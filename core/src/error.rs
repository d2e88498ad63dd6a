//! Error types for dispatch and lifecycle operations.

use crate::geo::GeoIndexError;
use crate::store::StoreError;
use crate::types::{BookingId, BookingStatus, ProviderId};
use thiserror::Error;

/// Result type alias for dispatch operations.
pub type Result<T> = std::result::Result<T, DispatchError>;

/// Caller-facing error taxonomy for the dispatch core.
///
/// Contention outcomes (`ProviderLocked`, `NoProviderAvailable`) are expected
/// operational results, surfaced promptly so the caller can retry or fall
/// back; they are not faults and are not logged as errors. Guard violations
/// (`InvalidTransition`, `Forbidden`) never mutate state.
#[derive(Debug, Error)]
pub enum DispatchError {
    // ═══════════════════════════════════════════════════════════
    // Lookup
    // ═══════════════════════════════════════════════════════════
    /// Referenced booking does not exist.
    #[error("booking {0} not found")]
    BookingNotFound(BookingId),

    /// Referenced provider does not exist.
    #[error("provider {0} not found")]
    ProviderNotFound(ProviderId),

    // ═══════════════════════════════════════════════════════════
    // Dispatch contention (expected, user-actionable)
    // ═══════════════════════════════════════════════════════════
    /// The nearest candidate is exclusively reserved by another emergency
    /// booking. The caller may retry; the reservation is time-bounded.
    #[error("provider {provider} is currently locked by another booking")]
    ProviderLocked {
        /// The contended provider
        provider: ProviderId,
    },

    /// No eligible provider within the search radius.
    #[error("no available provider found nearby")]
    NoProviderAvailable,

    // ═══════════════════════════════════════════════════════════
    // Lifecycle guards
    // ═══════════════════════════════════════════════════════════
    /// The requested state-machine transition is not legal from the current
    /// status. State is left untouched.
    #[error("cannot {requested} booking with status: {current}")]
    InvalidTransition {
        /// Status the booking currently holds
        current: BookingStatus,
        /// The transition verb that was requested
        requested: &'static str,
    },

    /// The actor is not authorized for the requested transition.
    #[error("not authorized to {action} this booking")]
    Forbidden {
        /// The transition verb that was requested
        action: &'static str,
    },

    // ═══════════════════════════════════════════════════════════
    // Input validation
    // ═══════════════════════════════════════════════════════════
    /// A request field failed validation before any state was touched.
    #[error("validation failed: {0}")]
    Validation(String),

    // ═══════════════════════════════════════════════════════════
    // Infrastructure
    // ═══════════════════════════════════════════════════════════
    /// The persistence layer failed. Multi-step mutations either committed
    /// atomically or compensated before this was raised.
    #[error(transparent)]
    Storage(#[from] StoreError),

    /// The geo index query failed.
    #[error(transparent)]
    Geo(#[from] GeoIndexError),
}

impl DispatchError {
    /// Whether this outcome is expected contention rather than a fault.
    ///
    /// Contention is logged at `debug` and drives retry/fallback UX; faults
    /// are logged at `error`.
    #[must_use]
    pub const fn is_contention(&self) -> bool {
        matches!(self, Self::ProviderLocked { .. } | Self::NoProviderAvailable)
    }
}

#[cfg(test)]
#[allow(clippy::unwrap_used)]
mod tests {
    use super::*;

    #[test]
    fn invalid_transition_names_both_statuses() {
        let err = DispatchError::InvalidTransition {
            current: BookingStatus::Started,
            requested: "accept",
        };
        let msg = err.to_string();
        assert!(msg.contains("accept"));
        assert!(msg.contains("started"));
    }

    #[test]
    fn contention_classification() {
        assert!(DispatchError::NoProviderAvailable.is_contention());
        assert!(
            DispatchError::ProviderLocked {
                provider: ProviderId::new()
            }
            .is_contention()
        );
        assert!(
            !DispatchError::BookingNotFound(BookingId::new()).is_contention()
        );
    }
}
*-*-*
Task directions. What is needed is an exact repetition of all the entries above.

Task response.
filename core/src/error.rs
repository d2e88498ad63dd6a
//! Error types for dispatch and lifecycle operations.

use crate::geo::GeoIndexError;
use crate::store::StoreError;
use crate::types::{BookingId, BookingStatus, ProviderId};
use thiserror::Error;

/// Result type alias for dispatch operations.
pub type Result<T> = std::result::Result<T, DispatchError>;

/// Caller-facing error taxonomy for the dispatch core.
///
/// Contention outcomes (`ProviderLocked`, `NoProviderAvailable`) are expected
/// operational results, surfaced promptly so the caller can retry or fall
/// back; they are not faults and are not logged as errors. Guard violations
/// (`InvalidTransition`, `Forbidden`) never mutate state.
#[derive(Debug, Error)]
pub enum DispatchError {
    // ═══════════════════════════════════════════════════════════
    // Lookup
    // ═══════════════════════════════════════════════════════════
    /// Referenced booking does not exist.
    #[error("booking {0} not found")]
    BookingNotFound(BookingId),

    /// Referenced provider does not exist.
    #[error("provider {0} not found")]
    ProviderNotFound(ProviderId),

    // ═══════════════════════════════════════════════════════════
    // Dispatch contention (expected, user-actionable)
    // ═══════════════════════════════════════════════════════════
    /// The nearest candidate is exclusively reserved by another emergency
    /// booking. The caller may retry; the reservation is time-bounded.
    #[error("provider {provider} is currently locked by another booking")]
    ProviderLocked {
        /// The contended provider
        provider: ProviderId,
    },

    /// No eligible provider within the search radius.
    #[error("no available provider found nearby")]
    NoProviderAvailable,

    // ═══════════════════════════════════════════════════════════
    // Lifecycle guards
    // ═══════════════════════════════════════════════════════════
    /// The requested state-machine transition is not legal from the current
    /// status. State is left untouched.
    #[error("cannot {requested} booking with status: {current}")]
    InvalidTransition {
        /// Status the booking currently holds
        current: BookingStatus,
        /// The transition verb that was requested
        requested: &'static str,
    },

    /// The actor is not authorized for the requested transition.
    #[error("not authorized to {action} this booking")]
    Forbidden {
        /// The transition verb that was requested
        action: &'static str,
    },

    // ═══════════════════════════════════════════════════════════
    // Input validation
    // ═══════════════════════════════════════════════════════════
    /// A request field failed validation before any state was touched.
    #[error("validation failed: {0}")]
    Validation(String),

    // ═══════════════════════════════════════════════════════════
    // Infrastructure
    // ═══════════════════════════════════════════════════════════
    /// The persistence layer failed. Multi-step mutations either committed
    /// atomically or compensated before this was raised.
    #[error(transparent)]
    Storage(#[from] StoreError),

    /// The geo index query failed.
    #[error(transparent)]
    Geo(#[from] GeoIndexError),
}

impl DispatchError {
    /// Whether this outcome is expected contention rather than a fault.
    ///
    /// Contention is logged at `debug` and drives retry/fallback UX; faults
    /// are logged at `error`.
    #[must_use]
    pub const fn is_contention(&self) -> bool {
        matches!(self, Self::ProviderLocked { .. } | Self::NoProviderAvailable)
    }
}

#[cfg(test)]
#[allow(clippy::unwrap_used)]
mod tests {
    use super::*;

    #[test]
    fn invalid_transition_names_both_statuses() {
        let err = DispatchError::InvalidTransition {
            current: BookingStatus::Started,
            requested: "accept",
        };
        let msg = err.to_string();
        assert!(msg.contains("accept"));
        assert!(msg.contains("started"));
    }

    #[test]
    fn contention_classification() {
        assert!(DispatchError::NoProviderAvailable.is_contention());
        assert!(
            DispatchError::ProviderLocked {
                provider: ProviderId::new()
            }
            .is_contention()
        );
        assert!(
            !DispatchError::BookingNotFound(BookingId::new()).is_contention()
        );
    }
}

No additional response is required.